Einige User von auto-motor-und-sport.de verspotten das Reisemobil beim Anblick der ersten Fotos zwar als "hochgebockten Fließheck-5er", doch in natura wirkt die Variante durchaus attraktiv und eigenständig. Zumal die Front mit der großen, aufrecht stehenden Doppelniere dem GT vorbehalten bleibt und sich von der des nächsten BMW 5er deutlich unterscheidet.

Fahrwerk und Motoren aus dem Gleichteilregal

In der Technik kann sich BMW diese Eigenständigkeit nicht erlauben: Das Fahrwerk stammt vom 7er, die Hinterachse ist ein Vorgriff auf den künftigen 5er Touring. "Backbone- Konzept" nennt BMW diese Strategie, mit der sich wichtige Komponenten in mehreren Baureihen verwenden lassen. Gleiches gilt für Elektronik und Motoren, wobei zwei Dreiliter-Diesel mit einfacher oder Doppelaufladung (245 oder 286 PS) den Reigen eröffnen. Die stärkere Variante hält ab Sommer auch im 7er Einzug.

Als Benziner steht zunächst die jüngste und stärkste Variante des Dreiliter-Sechszylinders mit zwei Turboladern und 326 PS auf dem Programm, die bereits im 740i für Vortrieb sorgt und im Verbrauch gedrosselt wird.

Pizza mit allem

Optional gibt es vom Start weg die neue Achtgang-Automatik, während der Einsatz des 4,4-Liter-V8 aus dem 750i (407 PS) im GT noch ebenso offen ist wie die technisch mögliche, aber derzeit nicht geplante Hybrid-Variante.

Gegen welche Wettbewerber BMW sich damit rüstet? 50 Prozent der Käufer sollen bisher noch nicht zur Stammkundschaft zählen, sondern Marken wie Volvo und Saab präferieren. Gerne will der GT aber auch beim Audi Q7 oder den Mercedes-Geländewagen wildern. Gleichzeitig erwartet Projektleiter Hans-Jürgen Branz, dass 20 Prozent der Kunden vom 5er sowie jeweils zehn bis 15 Prozent vom X5 und X6 überlaufen werden. Insgesamt hoffen die BMW-Strategen laut internen Prognosen auf durchschnittlich 40.000 Käufer pro Jahr. Dabei können die Bayern recht flexibel auf Nachfrageschwankungen reagieren, denn der GT läuft wie alle 5er und 7er im Werk Dingolfing vom Band.
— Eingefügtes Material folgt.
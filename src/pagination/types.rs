//! Pagination types
//!
//! Wire shapes for the filter endpoint and the page-walk state.

use crate::types::JsonValue;
use serde::{Deserialize, Deserializer, Serialize};

/// Largest `quantity` the filter endpoint accepts
pub const MAX_PAGE_SIZE: u32 = 120;

/// Body of one page request.
///
/// The blank fields are filter placeholders the endpoint expects to be
/// present; they are always sent empty.
#[derive(Debug, Clone, PartialEq, Eq, Serialize)]
pub struct FilterRequest {
    pub paged: u32,
    pub quantity: u32,
    pub subject: String,
    pub retail: String,
    pub acquisition: String,
    pub startup: String,
    pub rebranding: String,
    pub payments: String,
    pub date_from: String,
    pub date_to: String,
}

impl FilterRequest {
    /// Request for one page
    pub fn page(paged: u32, quantity: u32) -> Self {
        Self {
            paged,
            quantity,
            subject: String::new(),
            retail: String::new(),
            acquisition: String::new(),
            startup: String::new(),
            rebranding: String::new(),
            payments: String::new(),
            date_from: String::new(),
            date_to: String::new(),
        }
    }
}

/// Minimal request used to check whether session tokens pass the gate
#[derive(Debug, Clone, Copy, PartialEq, Eq, Serialize)]
pub struct ProbeRequest {
    pub paged: u32,
    pub quantity: u32,
}

impl Default for ProbeRequest {
    fn default() -> Self {
        Self {
            paged: 1,
            quantity: 1,
        }
    }
}

/// Pagination metadata as reported by the server
#[derive(Debug, Clone, Copy, PartialEq, Eq, Default, Deserialize)]
pub struct PaginationMeta {
    /// Page the server says it returned
    #[serde(default, deserialize_with = "lenient_u32")]
    pub page: Option<u32>,
    /// Total number of pages
    #[serde(default, deserialize_with = "lenient_u32")]
    pub total_pages: Option<u32>,
    /// Items per page
    #[serde(default, deserialize_with = "lenient_u32")]
    pub quantity: Option<u32>,
}

/// One successful response from the filter endpoint
#[derive(Debug, Clone, Default, Deserialize)]
pub struct PageResponse {
    /// Raw items, normalized later
    #[serde(default)]
    pub items: Vec<JsonValue>,
    /// Pagination metadata
    #[serde(default)]
    pub pagination: PaginationMeta,
}

impl PageResponse {
    /// Parse a response body
    pub fn from_body(body: &str) -> crate::Result<Self> {
        serde_json::from_str(body).map_err(|e| {
            let preview: String = body.chars().take(200).collect();
            crate::Error::decode(format!("{e} (body starts with: {preview:?})"))
        })
    }
}

/// WordPress serializes numbers as strings in some responses
fn lenient_u32<'de, D>(deserializer: D) -> Result<Option<u32>, D::Error>
where
    D: Deserializer<'de>,
{
    let value = Option::<JsonValue>::deserialize(deserializer)?;
    Ok(match value {
        Some(JsonValue::Number(n)) => n.as_u64().and_then(|n| u32::try_from(n).ok()),
        Some(JsonValue::String(s)) => s.trim().parse().ok(),
        _ => None,
    })
}

/// Why the page walk should stop, if it should
#[derive(Debug, Clone, Copy, PartialEq, Eq)]
pub enum StopResult {
    /// Request the next page
    Continue,
    /// Response carried no items
    EmptyPage,
    /// Reported page reached the total page count
    LastPage,
}

impl StopResult {
    /// Check if we should continue
    pub fn should_continue(&self) -> bool {
        matches!(self, Self::Continue)
    }

    /// Check if we should stop
    pub fn should_stop(&self) -> bool {
        !self.should_continue()
    }
}

/// Tracks the page walk
#[derive(Debug, Clone, PartialEq, Eq)]
pub struct PaginationState {
    /// Page to request next (1-based)
    pub page: u32,
    /// Latest total page count from the server
    pub total_pages: Option<u32>,
}

impl Default for PaginationState {
    fn default() -> Self {
        Self {
            page: 1,
            total_pages: None,
        }
    }
}

impl PaginationState {
    /// Create a new pagination state starting at page 1
    pub fn new() -> Self {
        Self::default()
    }

    /// Take the server's view of the total page count.
    ///
    /// Returns `Some((previous, current))` when an already-known total changed.
    /// A response without `total_pages` keeps the previous value, or 1 if none
    /// was ever reported.
    pub fn observe(&mut self, meta: &PaginationMeta) -> Option<(u32, u32)> {
        let previous = self.total_pages;
        let current = meta.total_pages.or(previous).unwrap_or(1);
        self.total_pages = Some(current);
        match previous {
            Some(prev) if prev != current => Some((prev, current)),
            _ => None,
        }
    }

    /// Page number the server reports, never behind the one we asked for.
    ///
    /// A stale `page` echoed by the server cannot hold the walk back.
    pub fn reported_page(&self, meta: &PaginationMeta) -> u32 {
        meta.page.map_or(self.page, |page| page.max(self.page))
    }

    /// Decide whether to stop after a response with `items` items.
    ///
    /// Call after [`observe`](Self::observe).
    pub fn check_stop(&self, meta: &PaginationMeta, items: usize) -> StopResult {
        if items == 0 {
            StopResult::EmptyPage
        } else if self.reported_page(meta) >= self.total_pages.unwrap_or(1) {
            StopResult::LastPage
        } else {
            StopResult::Continue
        }
    }

    /// Advance to the next page
    pub fn next_page(&mut self) {
        self.page += 1;
    }
}
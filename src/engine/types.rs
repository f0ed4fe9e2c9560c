//! Engine types
//!
//! Configuration, statistics and the run report for the scrape engine.

use crate::http::PageDelay;
use crate::pagination::MAX_PAGE_SIZE;
use crate::record::Record;
use std::fmt;
use std::time::Duration;

/// Configuration for a scrape run
#[derive(Debug, Clone)]
pub struct EngineConfig {
    /// Items requested per page
    pub page_size: u32,
    /// Pause between consecutive pages
    pub delay: PageDelay,
    /// Refresh-and-retry cycles allowed per page on access denied
    pub max_auth_refreshes: u32,
    /// Retries allowed per page on transient failures
    pub max_transient_retries: u32,
    /// Pause after a token refresh before re-issuing the page
    pub auth_backoff: Duration,
    /// Stop after this many pages (0 = unlimited)
    pub max_pages: u32,
    /// Drop records whose `(id, link)` was already collected
    pub dedupe: bool,
}

impl Default for EngineConfig {
    fn default() -> Self {
        Self {
            page_size: MAX_PAGE_SIZE,
            delay: PageDelay::default(),
            max_auth_refreshes: 1,
            max_transient_retries: 1,
            auth_backoff: Duration::from_secs(2),
            max_pages: 0,
            dedupe: false,
        }
    }
}

impl EngineConfig {
    /// Create a new engine config
    #[must_use]
    pub fn new() -> Self {
        Self::default()
    }

    /// Set page size
    #[must_use]
    pub fn with_page_size(mut self, size: u32) -> Self {
        self.page_size = size;
        self
    }

    /// Set the inter-page delay
    #[must_use]
    pub fn with_delay(mut self, delay: PageDelay) -> Self {
        self.delay = delay;
        self
    }

    /// Set the per-page refresh budget
    #[must_use]
    pub fn with_max_auth_refreshes(mut self, max: u32) -> Self {
        self.max_auth_refreshes = max;
        self
    }

    /// Set the per-page transient retry budget
    #[must_use]
    pub fn with_max_transient_retries(mut self, max: u32) -> Self {
        self.max_transient_retries = max;
        self
    }

    /// Set the pause after a refresh
    #[must_use]
    pub fn with_auth_backoff(mut self, backoff: Duration) -> Self {
        self.auth_backoff = backoff;
        self
    }

    /// Set max pages
    #[must_use]
    pub fn with_max_pages(mut self, max: u32) -> Self {
        self.max_pages = max;
        self
    }

    /// Enable `(id, link)` de-duplication
    #[must_use]
    pub fn with_dedupe(mut self, dedupe: bool) -> Self {
        self.dedupe = dedupe;
        self
    }
}

/// Statistics from a scrape run
#[derive(Debug, Clone, Default, PartialEq, Eq)]
pub struct ScrapeStats {
    /// Page requests issued, retries included
    pub requests_sent: usize,
    /// Pages successfully consumed
    pub pages_fetched: usize,
    /// Records kept
    pub records_collected: usize,
    /// Inter-page pauses taken
    pub delays_slept: usize,
    /// Token refreshes performed
    pub auth_refreshes: usize,
    /// Transient retries performed
    pub transient_retries: usize,
    /// Records dropped as duplicates
    pub duplicates_skipped: usize,
    /// Duration in milliseconds
    pub duration_ms: u64,
}

impl ScrapeStats {
    /// Create new stats
    pub fn new() -> Self {
        Self::default()
    }

    /// Set duration
    pub fn set_duration(&mut self, ms: u64) {
        self.duration_ms = ms;
    }
}

/// Why a run stopped early
#[derive(Debug, Clone, Copy, PartialEq, Eq, Hash)]
pub enum FailureCause {
    /// Network, timeout, unexpected status or unparseable body
    Transient,
    /// The site kept rejecting the session after refreshes
    AuthExpired,
    /// No usable session tokens could be obtained
    ProviderFailure,
}

impl FailureCause {
    /// Process exit code for this cause
    pub fn exit_code(self) -> i32 {
        match self {
            Self::Transient => 2,
            Self::AuthExpired => 3,
            Self::ProviderFailure => 4,
        }
    }

    /// Stable lowercase name
    pub fn as_str(self) -> &'static str {
        match self {
            Self::Transient => "transient",
            Self::AuthExpired => "auth_expired",
            Self::ProviderFailure => "provider_failure",
        }
    }
}

impl fmt::Display for FailureCause {
    fn fmt(&self, f: &mut fmt::Formatter<'_>) -> fmt::Result {
        f.write_str(self.as_str())
    }
}

/// Cause and description of an aborted run
#[derive(Debug, Clone, PartialEq, Eq)]
pub struct RunFailure {
    /// Why the run stopped
    pub cause: FailureCause,
    /// Human-readable detail, including the last error seen
    pub message: String,
}

impl RunFailure {
    /// Create a failure
    pub fn new(cause: FailureCause, message: impl Into<String>) -> Self {
        Self {
            cause,
            message: message.into(),
        }
    }
}

impl fmt::Display for RunFailure {
    fn fmt(&self, f: &mut fmt::Formatter<'_>) -> fmt::Result {
        write!(f, "{}: {}", self.cause, self.message)
    }
}

/// How a run ended
#[derive(Debug, Clone, PartialEq, Eq)]
pub enum Outcome {
    /// All pages consumed (or the page cap reached)
    Complete,
    /// Stopped early; collected records are still in the report
    Aborted(RunFailure),
}

impl Outcome {
    /// Whether the run completed
    pub fn is_complete(&self) -> bool {
        matches!(self, Self::Complete)
    }

    /// Failure details, if aborted
    pub fn failure(&self) -> Option<&RunFailure> {
        match self {
            Self::Complete => None,
            Self::Aborted(failure) => Some(failure),
        }
    }

    /// Process exit code
    pub fn exit_code(&self) -> i32 {
        self.failure().map_or(0, |f| f.cause.exit_code())
    }
}

/// Result of [`ScrapeEngine::scrape_all`](super::ScrapeEngine::scrape_all)
#[derive(Debug, Clone)]
pub struct ScrapeReport {
    /// Records in arrival order
    pub records: Vec<Record>,
    /// How the run ended
    pub outcome: Outcome,
    /// Run statistics
    pub stats: ScrapeStats,
}

impl ScrapeReport {
    /// Whether the run completed
    pub fn is_complete(&self) -> bool {
        self.outcome.is_complete()
    }

    /// Process exit code
    pub fn exit_code(&self) -> i32 {
        self.outcome.exit_code()
    }
}
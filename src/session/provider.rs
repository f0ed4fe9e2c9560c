//! Session provider trait and the static / fallback implementations

use super::types::{SessionTokens, TokenGrant};
use crate::error::{Error, Result};
use crate::http::HttpClient;
use async_trait::async_trait;
use std::sync::Arc;
use tracing::{debug, info, warn};

/// Source of session tokens for the pagination engine
#[async_trait]
pub trait SessionProvider: Send + Sync {
    /// Current best-known tokens.
    ///
    /// Fails with [`Error::MissingClearance`] (or the acquisition error) when
    /// no `cf_clearance` can be produced at all.
    async fn get_tokens(&self) -> Result<TokenGrant>;

    /// Force acquisition of new tokens
    async fn refresh_tokens(&self) -> Result<SessionTokens>;
}

#[async_trait]
impl<T: SessionProvider + ?Sized> SessionProvider for Box<T> {
    async fn get_tokens(&self) -> Result<TokenGrant> {
        (**self).get_tokens().await
    }

    async fn refresh_tokens(&self) -> Result<SessionTokens> {
        (**self).refresh_tokens().await
    }
}

#[async_trait]
impl<T: SessionProvider + ?Sized> SessionProvider for Arc<T> {
    async fn get_tokens(&self) -> Result<TokenGrant> {
        (**self).get_tokens().await
    }

    async fn refresh_tokens(&self) -> Result<SessionTokens> {
        (**self).refresh_tokens().await
    }
}

// ============================================================================
// Static Provider
// ============================================================================

/// Tokens fixed at startup (config file, env vars, pasted cURL)
#[derive(Debug, Clone, Default)]
pub struct StaticProvider {
    tokens: SessionTokens,
}

impl StaticProvider {
    /// Create a provider around fixed tokens
    pub fn new(tokens: SessionTokens) -> Self {
        Self { tokens }
    }

    /// The configured tokens
    pub fn tokens(&self) -> &SessionTokens {
        &self.tokens
    }
}

#[async_trait]
impl SessionProvider for StaticProvider {
    async fn get_tokens(&self) -> Result<TokenGrant> {
        if self.tokens.has_clearance() {
            Ok(TokenGrant::unverified(self.tokens.clone()))
        } else {
            Err(Error::MissingClearance)
        }
    }

    async fn refresh_tokens(&self) -> Result<SessionTokens> {
        Err(Error::session(
            "static tokens cannot be refreshed; configure a refresh command",
        ))
    }
}

// ============================================================================
// Fallback Provider
// ============================================================================

/// Primary tokens, verified by a probe request, with a refresher behind them.
///
/// `get_tokens` uses the primary tokens when they pass the probe. Missing or
/// rejected primary tokens trigger the refresher; if that fails too, rejected
/// (but present) primary tokens are still handed out unverified.
pub struct FallbackProvider<P, R> {
    primary: P,
    refresher: R,
    prober: Option<HttpClient>,
}

impl<P: SessionProvider, R: SessionProvider> FallbackProvider<P, R> {
    /// Create a fallback chain
    pub fn new(primary: P, refresher: R) -> Self {
        Self {
            primary,
            refresher,
            prober: None,
        }
    }

    /// Probe primary tokens with this client before trusting them
    #[must_use]
    pub fn with_prober(mut self, client: HttpClient) -> Self {
        self.prober = Some(client);
        self
    }
}

#[async_trait]
impl<P: SessionProvider, R: SessionProvider> SessionProvider for FallbackProvider<P, R> {
    async fn get_tokens(&self) -> Result<TokenGrant> {
        let grant = match self.primary.get_tokens().await {
            Ok(grant) => grant,
            Err(e) => {
                warn!(error = %e, "No usable configured tokens, attempting refresh");
                return self
                    .refresher
                    .refresh_tokens()
                    .await
                    .map(TokenGrant::unverified);
            }
        };

        let Some(client) = &self.prober else {
            return Ok(grant);
        };

        match client.probe(&grant.tokens).await {
            Ok(true) => {
                info!("Configured tokens are valid");
                return Ok(TokenGrant::verified(grant.tokens));
            }
            Ok(false) => warn!("Configured tokens were rejected, attempting refresh"),
            Err(e) => warn!(error = %e, "Token probe failed, attempting refresh"),
        }

        match self.refresher.refresh_tokens().await {
            Ok(tokens) => Ok(TokenGrant::unverified(tokens)),
            Err(e) => {
                warn!(error = %e, "Refresh failed, continuing with configured tokens");
                debug!(tokens = ?grant.tokens, "Falling back");
                Ok(grant)
            }
        }
    }

    async fn refresh_tokens(&self) -> Result<SessionTokens> {
        self.refresher.refresh_tokens().await
    }
}

impl<P, R> std::fmt::Debug for FallbackProvider<P, R> {
    fn fmt(&self, f: &mut std::fmt::Formatter<'_>) -> std::fmt::Result {
        f.debug_struct("FallbackProvider")
            .field("has_prober", &self.prober.is_some())
            .finish_non_exhaustive()
    }
}
//! e-play.pl contract scraper CLI

use clap::Parser;
use eplay_scraper::cli::{Cli, Runner};

#[tokio::main]
async fn main() {
    let cli = Cli::parse();

    let level = if cli.verbose {
        tracing::Level::DEBUG
    } else {
        tracing::Level::INFO
    };
    tracing_subscriber::fmt()
        .with_env_filter(
            tracing_subscriber::EnvFilter::from_default_env().add_directive(level.into()),
        )
        .with_writer(std::io::stderr)
        .init();

    let runner = Runner::new(cli);

    match runner.run().await {
        Ok(code) => std::process::exit(code),
        Err(e) => {
            eprintln!("Error: {e}");
            std::process::exit(1);
        }
    }
}
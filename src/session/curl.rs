//! Cookie extraction from a copied cURL command
//!
//! Browsers' "Copy as cURL" puts the cookies in one of three places:
//! `-H "Cookie: ..."`, `--cookie "..."` or `-b "..."`. All three are read and
//! merged, later forms overriding earlier ones.

use super::types::SessionTokens;
use once_cell::sync::Lazy;
use regex::Regex;

static COOKIE_HEADER: Lazy<Regex> = Lazy::new(|| {
    Regex::new(r#"(?i)-H\s+["']Cookie:\s*([^"']+)["']"#).expect("valid cookie header regex")
});

static COOKIE_FLAG: Lazy<Regex> =
    Lazy::new(|| Regex::new(r#"(?i)--cookie\s+["']([^"']+)["']"#).expect("valid --cookie regex"));

static COOKIE_SHORT_FLAG: Lazy<Regex> =
    Lazy::new(|| Regex::new(r#"(?:^|\s)-b\s+["']([^"']+)["']"#).expect("valid -b regex"));

/// Extract every cookie found in a cURL command
pub fn extract_cookies_from_curl(command: &str) -> SessionTokens {
    let mut tokens = SessionTokens::new();
    for pattern in [&*COOKIE_HEADER, &*COOKIE_FLAG, &*COOKIE_SHORT_FLAG] {
        if let Some(captures) = pattern.captures(command) {
            tokens.merge(SessionTokens::from_cookie_string(&captures[1]));
        }
    }
    tokens
}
Die Kosten für die Entwicklung summieren sich auf rund eine halbe Milliarde Euro – so wie bei jeder anderen Aufbauvariante.

BMW-Chef Norbert Reithofer kann damit einigermaßen entspannt abwarten, ob seine Mannschaft die eierlegende Wollmilchsau des Automobilbaus ins Leben gerufen hat oder ob die Kunden überfordert werden, weil sie das Denken in strikten Fahrzeugsegmenten einfach seit Jahrzehnten gelernt haben. Für Projektleiter Branz ist der GT schon heute die "Pizza mit allem". Bleibt abzuwarten, ob das den Geschmack ausreichend vieler Menschen trifft.